GLEN DALE - Single mother Kristin Roskelly of Marshall County says her 2-year-old daughter already can count to 20, and she credits the efforts of child care providers who teach her daughter each day while she works.
Now potential cuts in subsidies for child care could cause financially strapped parents in West Virginia to pay more for the care of their children when they work. And some say these higher costs could force them to stay home with their children, give up their jobs and not contribute to the tax base of the state.
The issue was addressed during a Child Care in West Virginia Forum on Friday at the Glen Dale United Methodist Child Development Center. Parents and child care providers voiced their concerns to state Senate President Jeff Kessler, D-Marshall.
West Virginia Department of Health and Human Resources officials announced in June that the ceiling for child care subsidy eligibility would be reduced from 185 percent of federal poverty level to 150 percent as of Jan. 1. But Gov. Earl Ray Tomblin in late December postponed the proposed changes, pending further review.
Roskelly said her costs for child care have doubled in the past year.
She believes "everyone should pay something" for their child care. But she also said if the costs rise, more parents will choose to stay home to take care of their children. They will forgo their paying jobs and won't be contributing to the tax base in the state, she added.
"What they doubled ... that takes away from what I can give my kids," Roskelly said. "I've always told my kids when we go out, 'I'll never deny you a book, but you can't get toys. Toys are for Christmas and birthdays.' Now I've quit taking them to the store because I can't afford the extras for them."
She said she strongly supports reductions in government spending but added that most mothers now have to work to make ends meet.
"Surely there has to be some other source of funding that can be cut other than that for our children," Roskelly said.

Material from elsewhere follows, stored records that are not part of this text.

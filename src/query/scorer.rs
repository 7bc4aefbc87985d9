//! Scoring for ranking search results.
//!
//! A document's score is the sum of three parts:
//!
//! - every bare term it contains adds `weighted_tf * idf(term)`
//! - every phrase it contains adds the per-query phrase bonus
//! - every matched clause adds `clause_bonus`
//!
//! The phrase bonus is `phrase_boost * max(largest bare-term contribution,
//! ln(1 + N))`, so an exact phrase always outweighs any single word.

use std::collections::BTreeSet;

use serde::{Deserialize, Serialize};

use crate::analysis::term::Term;
use crate::document::DocId;
use crate::error::{Result, SiftError};
use crate::index::{InvertedIndex, PostingList};
use crate::query::phrase::PhraseMatcher;
use crate::query::ClauseScore;
use crate::query::query::Query;

/// Tunable scoring parameters.
#[derive(Debug, Clone, Copy, PartialEq, Serialize, Deserialize)]
#[serde(default)]
pub struct ScoringConfig {
    /// Multiplier applied to the strongest single-term contribution to
    /// obtain the phrase bonus. Must be greater than 1.
    pub phrase_boost: f32,

    /// Added once per matched clause. Must be non-negative.
    pub clause_bonus: f32,
}

impl Default for ScoringConfig {
    fn default() -> Self {
        ScoringConfig {
            phrase_boost: 2.0,
            clause_bonus: 1.0,
        }
    }
}

impl ScoringConfig {
    pub fn with_phrase_boost(mut self, phrase_boost: f32) -> Self {
        self.phrase_boost = phrase_boost;
        self
    }

    pub fn with_clause_bonus(mut self, clause_bonus: f32) -> Self {
        self.clause_bonus = clause_bonus;
        self
    }

    pub fn validate(&self) -> Result<()> {
        if !self.phrase_boost.is_finite() || self.phrase_boost <= 1.0 {
            return Err(SiftError::invalid_config(format!(
                "phrase_boost must be a finite number greater than 1, got {}",
                self.phrase_boost
            )));
        }
        if !self.clause_bonus.is_finite() || self.clause_bonus < 0.0 {
            return Err(SiftError::invalid_config(format!(
                "clause_bonus must be a finite non-negative number, got {}",
                self.clause_bonus
            )));
        }
        Ok(())
    }
}

/// Inverse document frequency: `ln(1 + N / df)`.
///
/// Strictly decreasing in `doc_freq` and always positive for a term that
/// occurs at all. Returns 0 for an unknown term.
pub fn idf(total_docs: usize, doc_freq: usize) -> f32 {
    if doc_freq == 0 || total_docs == 0 {
        return 0.0;
    }
    (1.0 + total_docs as f32 / doc_freq as f32).ln()
}

#[derive(Debug)]
struct TermWeight<'a> {
    term: &'a Term,
    idf: f32,
    postings: Option<&'a PostingList>,
}

/// Scores documents against one query over one read view of the index.
#[derive(Debug)]
pub struct QueryScorer<'a> {
    terms: Vec<TermWeight<'a>>,
    phrases: Vec<(&'a [Term], Option<PhraseMatcher<'a>>)>,
    phrase_bonus: f32,
    clause_bonus: f32,
}

impl<'a> QueryScorer<'a> {
    pub fn new(query: &'a Query, index: &'a InvertedIndex, config: &ScoringConfig) -> Self {
        let total_docs = index.total_documents();

        let terms: Vec<TermWeight<'a>> = query
            .term_clauses()
            .map(|term| TermWeight {
                term,
                idf: idf(total_docs, index.document_frequency(term.as_str())),
                postings: index.posting_list(term.as_str()),
            })
            .collect();

        let phrases = query
            .phrase_clauses()
            .map(|terms| (terms, PhraseMatcher::new(index, terms)))
            .collect();

        let strongest_term = terms
            .iter()
            .filter_map(|weight| {
                let max_tf = weight
                    .postings?
                    .iter()
                    .map(|posting| posting.weighted_frequency)
                    .fold(0.0f32, f32::max);
                Some(max_tf * weight.idf)
            })
            .fold(0.0f32, f32::max);
        let floor = (1.0 + total_docs as f32).ln();

        QueryScorer {
            terms,
            phrases,
            phrase_bonus: config.phrase_boost * strongest_term.max(floor),
            clause_bonus: config.clause_bonus,
        }
    }

    /// The bonus a satisfied phrase clause adds for this query.
    pub fn phrase_bonus(&self) -> f32 {
        self.phrase_bonus
    }

    /// Documents matching at least one clause, ascending.
    pub fn candidates(&self) -> Vec<DocId> {
        let mut candidates = BTreeSet::new();
        for weight in &self.terms {
            if let Some(postings) = weight.postings {
                candidates.extend(postings.doc_ids());
            }
        }
        for matcher in self.phrases.iter().filter_map(|(_, m)| m.as_ref()) {
            candidates.extend(matcher.doc_ids());
        }
        candidates.into_iter().collect()
    }

    /// Score `doc_id`, or `None` if it matches no clause.
    pub fn score(&self, doc_id: DocId) -> Option<f32> {
        let mut score = 0.0f32;
        let mut matched = 0u32;

        for weight in &self.terms {
            if let Some(posting) = weight.postings.and_then(|list| list.get(doc_id)) {
                score += posting.weighted_frequency * weight.idf;
                matched += 1;
            }
        }

        for (_, matcher) in &self.phrases {
            if matcher.as_ref().is_some_and(|m| m.matches(doc_id)) {
                score += self.phrase_bonus;
                matched += 1;
            }
        }

        if matched == 0 {
            return None;
        }
        Some(score + self.clause_bonus * matched as f32)
    }

    /// What each matched clause adds to the score of `doc_id`, clause bonus
    /// included. The parts sum to [`score`](Self::score).
    pub fn explain(&self, doc_id: DocId) -> Vec<ClauseScore> {
        let mut parts = Vec::new();
        for weight in &self.terms {
            if let Some(posting) = weight.postings.and_then(|list| list.get(doc_id)) {
                parts.push(ClauseScore {
                    clause: weight.term.to_string(),
                    score: posting.weighted_frequency * weight.idf + self.clause_bonus,
                });
            }
        }
        for (terms, matcher) in &self.phrases {
            if matcher.as_ref().is_some_and(|m| m.matches(doc_id)) {
                let words: Vec<&str> = terms.iter().map(Term::as_str).collect();
                parts.push(ClauseScore {
                    clause: format!("\"{}\"", words.join(" ")),
                    score: self.phrase_bonus + self.clause_bonus,
                });
            }
        }
        parts
    }
}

Kessler told those present the Legislature will focus this year on ending child poverty, and he said all children have an equal right to health, education and opportunities.
"I can assure you I will do all I can to make sure our kids are taken care of. ... " he said. "If we can attack issues early, we can prevent a lot of issues we see down the road."
Many children in the state aren't finishing high school - and this leads to drug abuse and prison overcrowding problems, Kessler continued. These problems are costing West Virginia a significant amount of its budget, he added.
"Wouldn't it be easier to make sure kids don't get there in the first place?" he asked.